== TASK REQUIREMENTS ==
Among the entries, which lines carry the string "submitted"? Copy each of them.

== DATA FOR THIS EXERCISE ==
= = = = = = =
//! Game modes.
//!
//! bancho.py distinguishes between the 4 modes a beatmap can be played in ([`MapMode`]) and the
//! modes a score can be submitted in ([`GameMode`]), which additionally split osu!, osu!taiko and
//! osu!catch into relax and autopilot variants.

use std::fmt;
use std::str::FromStr;

mod errors;
pub use errors::{ParseModeError, TryFromIntError};

cfg_serde! {
	mod serde;
}

cfg_sqlx! {
	mod sqlx;
}

/// The modes a score can be submitted in.
#[repr(u8)]
#[derive(Debug, Clone, Copy, PartialEq, Eq, PartialOrd, Ord, Hash)]
pub enum GameMode
{
	/// osu!standard
	VanillaOsu = 0,

	/// osu!taiko
	VanillaTaiko = 1,

	/// osu!catch
	VanillaCatch = 2,

	/// osu!mania
	VanillaMania = 3,

	/// osu!standard with the relax mod
	RelaxOsu = 4,

	/// osu!taiko with the relax mod
	RelaxTaiko = 5,

	/// osu!catch with the relax mod
	RelaxCatch = 6,

	/// osu!standard with the autopilot mod
	AutopilotOsu = 8,
}

/// The modes a beatmap can be played in.
#[repr(u8)]
#[derive(Debug, Clone, Copy, PartialEq, Eq, PartialOrd, Ord, Hash)]
pub enum MapMode
{
	/// osu!standard
	Osu = 0,

	/// osu!taiko
	Taiko = 1,

	/// osu!catch
	Catch = 2,

	/// osu!mania
	Mania = 3,
}

impl GameMode
{
	/// Every game mode, in ascending order.
	pub const ALL: [Self; 8] = [
		Self::VanillaOsu,
		Self::VanillaTaiko,
		Self::VanillaCatch,
		Self::VanillaMania,
		Self::RelaxOsu,
		Self::RelaxTaiko,
		Self::RelaxCatch,
		Self::AutopilotOsu,
	];

	/// Returns the mode the beatmap has to be converted to for this game mode.
	pub const fn map_mode(self) -> MapMode
	{
		match self {
			Self::VanillaOsu | Self::RelaxOsu | Self::AutopilotOsu => MapMode::Osu,
			Self::VanillaTaiko | Self::RelaxTaiko => MapMode::Taiko,
			Self::VanillaCatch | Self::RelaxCatch => MapMode::Catch,
			Self::VanillaMania => MapMode::Mania,
		}
	}

	/// The short name bancho.py uses for this mode.
	pub const fn as_str(self) -> &'static str
	{
		match self {
			Self::VanillaOsu => "vn!std",
			Self::VanillaTaiko => "vn!taiko",
			Self::VanillaCatch => "vn!catch",
			Self::VanillaMania => "vn!mania",
			Self::RelaxOsu => "rx!std",
			Self::RelaxTaiko => "rx!taiko",
			Self::RelaxCatch => "rx!catch",
			Self::AutopilotOsu => "ap!std",
		}
	}
}

impl MapMode
{
	/// The short name of this mode.
	pub const fn as_str(self) -> &'static str
	{
		match self {
			Self::Osu => "std",
			Self::Taiko => "taiko",
			Self::Catch => "catch",
			Self::Mania => "mania",
		}
	}
}

impl fmt::Display for GameMode
{
	fn fmt(&self, f: &mut fmt::Formatter<'_>) -> fmt::Result
	{
		f.pad(self.as_str())
	}
}

impl fmt::Display for MapMode
{
	fn fmt(&self, f: &mut fmt::Formatter<'_>) -> fmt::Result
	{
		f.pad(self.as_str())
	}
}

impl From<GameMode> for u8
{
	fn from(mode: GameMode) -> Self
	{
		mode as Self
	}
}

impl From<GameMode> for i8
{
	fn from(mode: GameMode) -> Self
	{
		mode as Self
	}
}

impl From<MapMode> for u8
{
	fn from(mode: MapMode) -> Self
	{
		mode as Self
	}
}

impl From<MapMode> for i8
{
	fn from(mode: MapMode) -> Self
	{
		mode as Self
	}
}

impl From<GameMode> for MapMode
{
	fn from(mode: GameMode) -> Self
	{
		mode.map_mode()
	}
}

impl TryFrom<u8> for GameMode
{
	type Error = TryFromIntError;

	fn try_from(value: u8) -> Result<Self, Self::Error>
	{
		match value {
			0 => Ok(Self::VanillaOsu),
			1 => Ok(Self::VanillaTaiko),
			2 => Ok(Self::VanillaCatch),
			3 => Ok(Self::VanillaMania),
			4 => Ok(Self::RelaxOsu),
			5 => Ok(Self::RelaxTaiko),
			6 => Ok(Self::RelaxCatch),
			8 => Ok(Self::AutopilotOsu),
			_ => Err(TryFromIntError),
		}
	}
}

impl TryFrom<i8> for GameMode
{
	type Error = TryFromIntError;

	fn try_from(value: i8) -> Result<Self, Self::Error>
	{
		u8::try_from(value)
			.map_err(|_| TryFromIntError)
			.and_then(Self::try_from)
	}
}

impl TryFrom<u8> for MapMode
{
	type Error = TryFromIntError;

	fn try_from(value: u8) -> Result<Self, Self::Error>
	{
		match value {
			0 => Ok(Self::Osu),
			1 => Ok(Self::Taiko),
			2 => Ok(Self::Catch),
			3 => Ok(Self::Mania),
			_ => Err(TryFromIntError),
		}
	}
}

impl TryFrom<i8> for MapMode
{
	type Error = TryFromIntError;

	fn try_from(value: i8) -> Result<Self, Self::Error>
	{
		u8::try_from(value)
			.map_err(|_| TryFromIntError)
			.and_then(Self::try_from)
	}
}

impl FromStr for GameMode
{
	type Err = ParseModeError;

	fn from_str(value: &str) -> Result<Self, Self::Err>
	{
		if let Ok(value) = value.parse::<u8>() {
			return Self::try_from(value).map_err(|_| ParseModeError);
		}

		Self::ALL
			.into_iter()
			.find(|mode| mode.as_str().eq_ignore_ascii_case(value))
			.ok_or(ParseModeError)
	}
}

impl FromStr for MapMode
{
	type Err = ParseModeError;

	fn from_str(value: &str) -> Result<Self, Self::Err>
	{
		match value {
			"0" | "std" | "osu" => Ok(Self::Osu),
			"1" | "taiko" => Ok(Self::Taiko),
			"2" | "catch" | "fruits" => Ok(Self::Catch),
			"3" | "mania" => Ok(Self::Mania),
			_ => Err(ParseModeError),
		}
	}
}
= = = = = = =
== TASK ANSWER ==
//! modes a score can be submitted in ([`GameMode`]), which additionally split osu!, osu!taiko and
/// The modes a score can be submitted in.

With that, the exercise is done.